2. Storage of digital evidence (Preserving Digital Evidence). Form, content, meaning of digital evidence should be kept in a sterile place. In order to make absolutely sure there are no changes, it is vital to note. Because of slight changes only in digital evidence, will change the results of the investigation as well. Digital Evidence naturally temporary (volatile), so that its presence would be very careful if not easily damaged, lost, altered, crashed.
3. The analysis of digital evidence (Analizing Digital Evidence). Evidence once saved, need to be reprocessed before it is given to the needy. In this process the required scheme will be flexible according to the cases at hand. Evidence that has been obtained should diexplore back some points related to criminal investigations, among others: a. Who had done. b. What has been done (Ex. use any software) c. The results of the process of what is produced. d. Time did. Any evidence found, should then dilist evidence what are the potential that can be documented.
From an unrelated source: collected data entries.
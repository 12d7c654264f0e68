use async_trait::async_trait;
use chrono::Utc;
use rust_decimal::Decimal;
use tokio::sync::RwLock;
use uuid::Uuid;

use crate::database::gateway::Gateway;
use crate::database::manager::DatabaseError;
use crate::database::models::{
    Category, NewCustomer, NewSeller, NewStore, Order, OrderStatus, Product, ProductQuery,
    ProductSort, ProductStatus, Role, SellerProfile, SellerUser, Store, StoreCustomer,
};

#[derive(Default)]
struct Tables {
    users: Vec<SellerUser>,
    profiles: Vec<SellerProfile>,
    stores: Vec<Store>,
    customers: Vec<StoreCustomer>,
    categories: Vec<Category>,
    products: Vec<Product>,
    orders: Vec<Order>,
}

/// In-process [`Gateway`] used by `serve --in-memory` and the test suite.
///
/// Enforces the same uniqueness rules as the Postgres schema. Each method
/// holds the lock for its whole body, matching single-statement atomicity.
#[derive(Default)]
pub struct MemoryGateway {
    tables: RwLock<Tables>,
}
4. Digital evidence presentation (Presentation of Digital Evidence). Conclusions will be obtained when all the stages had been passed, regardless of the size of objectivity acquired, or obtained the standard of truth, at least the ingredients here then that would be a "capital" for the court. Digital process where digital evidence will dipersidangkan, tested authentication and correlated with the cases. At this stage is important, because this is where the processes that have been done before will be parsed and proven truth to the judge to disclose the data and information events.
To further facilitate understanding the working mechanism of the following is an expert in digital forensics. There are several stages, the main thing is after receiving the digital evidence should be done acquiring process, imaging or cloning is copying the common language with precision the exact same 1-to-1. For example, there is a hard disc we want cloned to a hard disc B, the hard disc is exactly the same 1:1 as hard disc contents even in the hard disc A A are hidden or deleted (delete). All came to a hard disc B. Of these clones then perform a digital forensic analysis. The analysis can not be performed from the original digital evidence for fear of changing evidence. If the work made a mistake on your hard disk cloning, then it could be another repeat of the original. So no need to do an analysis of the original evidence. Second, analyze the content of the data, especially the already deleted, hidden, encrypted, and internet history a person who can not be seen by the public. For example, what are the sites that have seen a terrorist, anywhere emailing, and others. It could be to find a very important document as evidence in court. So it is very important now digital forensics.